Alegoría de la desigualdad social entre blancos y marrones que cunde en las ciudades del interior argentino, parodia de la gauchesca, sátira a los relatos neocoloniales de civilización versus barbarie o anuncio profético de los males que acechan si no se pone freno a la codicia, Los carneantes se sostiene en un magro hueso argumental bajo la sensual opulencia de su lenguaje. En un pasado anterior al relato, el terrateniente Bautista Mondino y su esposa Carmen usurparon el camposanto: "había corrido las alambradas con el Tataí hacía un tiempo, porque esas tierras, decían, eran cementerio viejo, y por eso tierra fértil para la siembra de los maíces". La maldición no se hace esperar: niebla oscura ("la nubla mala"), miseria y unos mutantes salvajes que en la locura del hambre devienen depredadores feroces y que de humano solo conservarán el apellido común, los Zurita. Los monjes, guardianes del cementerio, "decían que los gringos empestáu les trajimos la nubla y las plagas a sus tierras santas y no sé qué". En un drama de lujuria y traición, el ya casado Bautista embaraza en un pueblo lejano a Mara, una joven que termina pariendo un idiota y muere en el parto. El hijo es adoptado por su hermana la Chilena y el marido de esta, el Vasco Astisuaín. El relato empieza con la agonía entre visiones y la muerte del Tataí, padre del heredero Pino. Este miente en el truco, codicia a la Chilena y sabe que el heredero secreto es el idiota, el bastardo.
Si de estructura se trata, es una tragedia. Clásica y barroca a la vez. Antígona, pero con gauchos; Macbeth a punta de faca tripera. Obra además moderna en su lenguaje, ya desde el apodo inverosímil del título ("Los carneantes" en lugar de "carneadores", permutación que se explica en el interior de la obra como un gesto más del desprecio que permea la sorda conflictiva social tensionadora de todo el relato) trama un texto trabado, denso y fascinante. Atrapa al lector en su monte de sonoridades, o lo deja afuera. Franco Rosso recoge el guante de la apuesta modernista por un lenguaje alto, moldeado con la materia de la oralidad plebeya. A su manera, sigue la tradición que alentaba en la prosa de Osvaldo Lamborghini o en la poesía de Bustriazo Ortiz: una fragua del habla en la letra, una alquimia artística de la palabra. Literatura, en el viejo sentido moderno de obra autónoma y experimentación verbal. El estilo está llevado al virtuosismo a través de un indirecto libre que Rosso maneja con oficio maestro, sin soltar la pluma de poeta ni un instante mientras navega la corriente de conciencia de sus ásperos personajes. Los carneantes reinventa el idioma. Sobre todo en el uso de las preposiciones; sobre todo, en el de la preposición "a". Esa misma "a" que era la marca del barbarismo "gringo"; allí hinca este libro la raíz de una huérfana forma de patria...

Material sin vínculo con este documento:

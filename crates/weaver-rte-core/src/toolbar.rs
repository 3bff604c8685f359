//! Toolbar model: control layout, focus traversal, and the mode toggle.
//!
//! The platform layer renders [`TOOLBAR_ITEMS`] in order and forwards
//! activations and key presses to the [`Editor`](crate::Editor).

use crate::actions::Key;
use crate::commands::CommandName;
use crate::host::PressedIndicator;
use crate::types::Mode;

/// What a toolbar control does when activated.
#[derive(Debug, Clone, Copy, PartialEq, Eq, Hash)]
pub enum ToolbarControl {
    Command(CommandName),
    /// Flips between visual and source mode.
    ModeToggle,
}

impl ToolbarControl {
    /// Stable identifier (command name, or `toggle-html`).
    pub fn id(self) -> &'static str {
        match self {
            ToolbarControl::Command(name) => name.as_str(),
            ToolbarControl::ModeToggle => "toggle-html",
        }
    }
}

/// A control's accessible label and visible glyph.
#[derive(Debug, Clone, Copy, PartialEq, Eq)]
pub struct ToolbarItem {
    pub control: ToolbarControl,
    pub label: &'static str,
    pub icon: &'static str,
}

const fn command(name: CommandName, label: &'static str, icon: &'static str) -> ToolbarItem {
    ToolbarItem {
        control: ToolbarControl::Command(name),
        label,
        icon,
    }
}

/// Toolbar controls in display order. The mode toggle is always last.
pub const TOOLBAR_ITEMS: [ToolbarItem; 18] = [
    command(CommandName::Bold, "Bold", "B"),
    command(CommandName::Italic, "Italic", "I"),
    command(CommandName::Underline, "Underline", "U"),
    command(CommandName::StrikeThrough, "Strikethrough", "S"),
    command(CommandName::Paragraph, "Paragraph", "P"),
    command(CommandName::Heading1, "Heading 1", "H1"),
    command(CommandName::Heading2, "Heading 2", "H2"),
    command(CommandName::Heading3, "Heading 3", "H3"),
    command(CommandName::Blockquote, "Blockquote", "❝"),
    command(CommandName::UnorderedList, "Bulleted list", "•"),
    command(CommandName::OrderedList, "Numbered list", "1."),
    command(CommandName::Link, "Insert link", "🔗"),
    command(CommandName::Unlink, "Remove link", "⤺"),
    command(CommandName::HorizontalRule, "Horizontal rule", "―"),
    command(CommandName::ClearFormatting, "Clear formatting", "✖"),
    command(CommandName::Undo, "Undo", "↺"),
    command(CommandName::Redo, "Redo", "↻"),
    ToolbarItem {
        control: ToolbarControl::ModeToggle,
        label: "Toggle HTML view",
        icon: "</>",
    },
];

/// Index of the control that should receive focus after `key`.
///
/// ArrowRight/ArrowLeft move to the neighbour, wrapping at either end.
/// Returns `None` for any other key, or when `current` is out of range.
pub fn focus_target(len: usize, current: usize, key: &Key) -> Option<usize> {
    if current >= len {
        return None;
    }
    match key {
        Key::ArrowRight => Some((current + 1) % len),
        Key::ArrowLeft => Some((current + len - 1) % len),
        _ => None,
    }
}

/// Holds the mode toggle control so any mode change can update it.
pub struct Toolbar<B> {
    mode_toggle: Option<B>,
}

impl<B> Default for Toolbar<B> {
    fn default() -> Self {
        Self { mode_toggle: None }
    }
}

impl<B: PressedIndicator> Toolbar<B> {
    pub fn new() -> Self {
        Self::default()
    }

    pub fn set_mode_toggle(&mut self, button: B) {
        self.mode_toggle = Some(button);
    }

    /// Pressed while in source mode.
    pub fn update_mode_toggle(&self, mode: Mode) {
        if let Some(button) = &self.mode_toggle {
            button.set_pressed(mode == Mode::Source);
        }
    }
}

#[cfg(test)]
mod tests {
    use super::*;

    #[test]
    fn test_layout_covers_every_command_once() {
        let commands: Vec<_> = TOOLBAR_ITEMS
            .iter()
            .filter_map(|item| match item.control {
                ToolbarControl::Command(name) => Some(name),
                ToolbarControl::ModeToggle => None,
            })
            .collect();
        assert_eq!(commands, CommandName::ALL.to_vec());
        assert_eq!(
            TOOLBAR_ITEMS.last().map(|i| i.control),
            Some(ToolbarControl::ModeToggle)
        );
    }

    #[test]
    fn test_focus_wraps() {
        let len = TOOLBAR_ITEMS.len();
        assert_eq!(focus_target(len, 0, &Key::ArrowRight), Some(1));
        assert_eq!(focus_target(len, len - 1, &Key::ArrowRight), Some(0));
        assert_eq!(focus_target(len, 0, &Key::ArrowLeft), Some(len - 1));
        assert_eq!(focus_target(len, 5, &Key::ArrowLeft), Some(4));
    }

    #[test]
    fn test_focus_ignores_other_keys() {
        assert_eq!(focus_target(3, 1, &Key::ArrowDown), None);
        assert_eq!(focus_target(3, 1, &Key::character("a")), None);
        assert_eq!(focus_target(3, 7, &Key::ArrowRight), None);
        assert_eq!(focus_target(0, 0, &Key::ArrowRight), None);
    }

    #[test]
    fn test_control_ids() {
        assert_eq!(ToolbarControl::ModeToggle.id(), "toggle-html");
        assert_eq!(
            ToolbarControl::Command(CommandName::StrikeThrough).id(),
            "strikeThrough"
        );
    }
}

¿De patria chica, mediana o grande? Novela argentina como mínimo, latinoamericana sin lugar a dudas, Los carneantes fue escrita en Rafaela, provincia de Santa Fe. Rafaela, donde el dialecto piamontés dejó su huella incluso en esta novela, fue la mayor colonia agrícola del siglo diecinueve. Allí vive Franco Rosso (Tostado, 1979), quien a comienzos del siglo XXI fundó el grupo "Prima Liter" con otros tres escritores jóvenes de la ciudad: Santiago Alassia, Matías Aimino y Gustavo Lombardo. Su tercera novela, Mandarinas (EMR, 2019), fue finalista del Concurso Regional de Nouvelle de la Editorial Municipal de Rosario. La cuarta, Los idos (Fondo Editorial Municipal de Rafaela, 2021), puede leerse com precuela de Mandarinas y prefigura la atmósfera surreal de Los carneantes.